Although Skeet’s thought processes had grown clearer and more efficient during the past two drug-free days, he still didn’t have the mental acuity needed to manage a nuclear power plant or even to be trusted to sweep the floors of one. Fortunately, he was aware of this, and he intended to think carefully through each step of his attack on Dr. Ahriman during his drive from Malibu to Newport Beach.

He was also an emotional mess, frequently breaking into tears, even sobbing. Operating a motor vehicle with badly blurred vision was particularly dangerous along the Pacific Coast Highway during the rainy season, because sudden massive mudslides and dislodged boulders the size of semitrucks tumbling onto the roadway required drivers to have the reflexes of a wired cat. Worse, the early-afternoon traffic on the freeway was southbound at eighty miles per hour, in spite of a legal limit of sixty-five, and uncontrollable sobbing at that speed could have cataclysmic consequences.

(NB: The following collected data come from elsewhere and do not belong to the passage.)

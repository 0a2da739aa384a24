//! HTTP Handlers

use crate::application::config::{APPLICATION_NAME, BillingConfig};
use crate::application::create_or_modify::{CreateOrModifyInput, CreateOrModifyUseCase};
use crate::application::delete_subscription::DeleteSubscriptionUseCase;
use crate::application::list_subscriptions::ListSubscriptionsUseCase;
use crate::application::view_subscription::ViewSubscriptionUseCase;
use crate::domain::payer::PayerProxy;
use crate::domain::repository::BillingRepository;
use crate::error::BillingResult;
use crate::presentation::context::RequestContext;
use crate::presentation::dto::{
    HelloResponse, SubscriptionRequest, SubscriptionResponse, ViewQuery,
};
use auth::AuthenticateUseCase;
use axum::Json;
use axum::body::Bytes;
use axum::extract::{Extension, Path, Query};
use axum::http::StatusCode;
use axum::response::IntoResponse;
use std::sync::Arc;
use tracing::Instrument;

/// Shared state for billing handlers
///
/// Process-wide handles; each request copies them into its context.
#[derive(Clone)]
pub struct BillingAppState<R>
where
    R: BillingRepository,
{
    pub repo: Arc<R>,
    pub payer: Arc<dyn PayerProxy>,
    pub config: Arc<BillingConfig>,
    pub authenticator: AuthenticateUseCase,
}

impl<R> BillingAppState<R>
where
    R: BillingRepository,
{
    pub fn new(repo: R, payer: Arc<dyn PayerProxy>, config: BillingConfig) -> Self {
        Self {
            repo: Arc::new(repo),
            payer,
            authenticator: AuthenticateUseCase::new(&config.auth),
            config: Arc::new(config),
        }
    }
}

/// GET /
pub async fn hello() -> Json<HelloResponse> {
    Json(HelloResponse {
        version: env!("CARGO_PKG_VERSION").to_string(),
        application: APPLICATION_NAME.to_string(),
    })
}

/// GET /subscriptions
pub async fn list_subscriptions<R>(
    Extension(ctx): Extension<RequestContext<R>>,
) -> BillingResult<Json<Vec<SubscriptionResponse>>>
where
    R: BillingRepository,
{
    let use_case = ListSubscriptionsUseCase::new(ctx.repo.clone());
    let subscriptions = use_case.execute(ctx.user_id()).await?;

    Ok(Json(
        subscriptions
            .into_iter()
            .map(SubscriptionResponse::from)
            .collect(),
    ))
}

/// GET /subscriptions/{type}
pub async fn view_subscription<R>(
    Extension(ctx): Extension<RequestContext<R>>,
    Path(kind): Path<String>,
    Query(query): Query<ViewQuery>,
) -> BillingResult<Json<SubscriptionResponse>>
where
    R: BillingRepository,
{
    let use_case = ViewSubscriptionUseCase::new(ctx.repo.clone());
    let subscription = use_case
        .execute(&ctx.identity, &kind, query.user_id.as_deref())
        .instrument(tracing::debug_span!(parent: &ctx.span, "subscription", "type" = %kind))
        .await?;

    Ok(Json(subscription.into()))
}

/// PUT /subscriptions/{type}
pub async fn create_or_modify_subscription<R>(
    Extension(ctx): Extension<RequestContext<R>>,
    Path(kind): Path<String>,
    body: Bytes,
) -> BillingResult<Json<SubscriptionResponse>>
where
    R: BillingRepository,
{
    let payload: SubscriptionRequest = serde_json::from_slice(&body)?;

    let span = tracing::info_span!(
        parent: &ctx.span,
        "subscription",
        "type" = %kind,
        plan = %payload.plan,
    );

    let use_case = CreateOrModifyUseCase::new(ctx.repo.clone(), ctx.payer.clone());
    let input = CreateOrModifyInput {
        kind,
        plan: payload.plan,
        payment_token: payload.stripe_key,
    };

    let subscription = use_case
        .execute(&ctx.identity, input)
        .instrument(span)
        .await?;

    Ok(Json(subscription.into()))
}

/// DELETE /subscriptions/{type}
pub async fn delete_subscription<R>(
    Extension(ctx): Extension<RequestContext<R>>,
    Path(kind): Path<String>,
) -> BillingResult<impl IntoResponse>
where
    R: BillingRepository,
{
    let span = tracing::info_span!(parent: &ctx.span, "subscription", "type" = %kind);

    let use_case = DeleteSubscriptionUseCase::new(ctx.repo.clone(), ctx.payer.clone());
    use_case
        .execute(ctx.user_id(), &kind)
        .instrument(span)
        .await?;

    Ok((StatusCode::ACCEPTED, Json(serde_json::json!({}))))
}
//! Billing Backend Module
//!
//! Subscriptions to paid plans, billed through an external payment processor.
//!
//! Clean Architecture structure:
//! - `domain/` - Subscription and User entities, repository traits, payment proxy port
//! - `application/` - Use cases (list, view, create-or-modify, delete)
//! - `infra/` - PostgreSQL and in-memory stores, Stripe and fail-closed proxies
//! - `presentation/` - Request context middleware, HTTP handlers, router
//!
//! ## Consistency Model
//! - The processor is called before the store; a store failure afterwards is
//!   logged for manual reconciliation and never rolled back
//! - At most one active subscription per `(user_id, type)`; concurrent first
//!   writes for the same key race and the store's unique index decides
//! - Deletes are soft and idempotent

pub mod application;
pub mod domain;
pub mod error;
pub mod infra;
pub mod presentation;

// Re-exports for convenience
pub use application::config::BillingConfig;
pub use domain::payer::{PayerError, PayerProxy};
pub use error::{BillingError, BillingResult};
pub use infra::memory::MemoryBillingRepository;
pub use infra::payer::{ErrorProxy, StripeProxy};
pub use infra::postgres::PgBillingRepository;
pub use presentation::router::{billing_router, cors_layer};

// Re-export kernel error types for unified error handling
pub use kernel::error::{app_error::AppError, kind::ErrorKind};

#[cfg(test)]
mod tests;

His chest and belly were sore from the impact of four Kevlar-arrested bullets. Painful cramps twisted his stomach, unrelated to the bruising, born of stress and fear. He had a migraine, which he always had after seeing his mother, whether or not anyone was shot with a crossbow during the visit.

His heartache, however, was worse than any of the physical pains that he suffered. Dusty and Martie’s house was gone, and he felt as if his own house had been burned to the ground. They were the best people in the world, Martie and Dusty, the best. They didn’t deserve such trouble. Their terrific little house gone in flames, Susan dead, Eric dead, living in fear.

More heartache assailed him when he thought of himself as a baby, his mother standing over him with a pillow in her hands, his own beautiful mother. When Dusty called her on it, she didn’t even deny that she’d been going to kill him. He knew he was a total screwup as an adult, had been a screwup as a kid, but now it seemed to him that he must have been such an obvious screwup-waiting-to-happen even as an infant that his own mother had felt justified in smothering him while he slept in his crib.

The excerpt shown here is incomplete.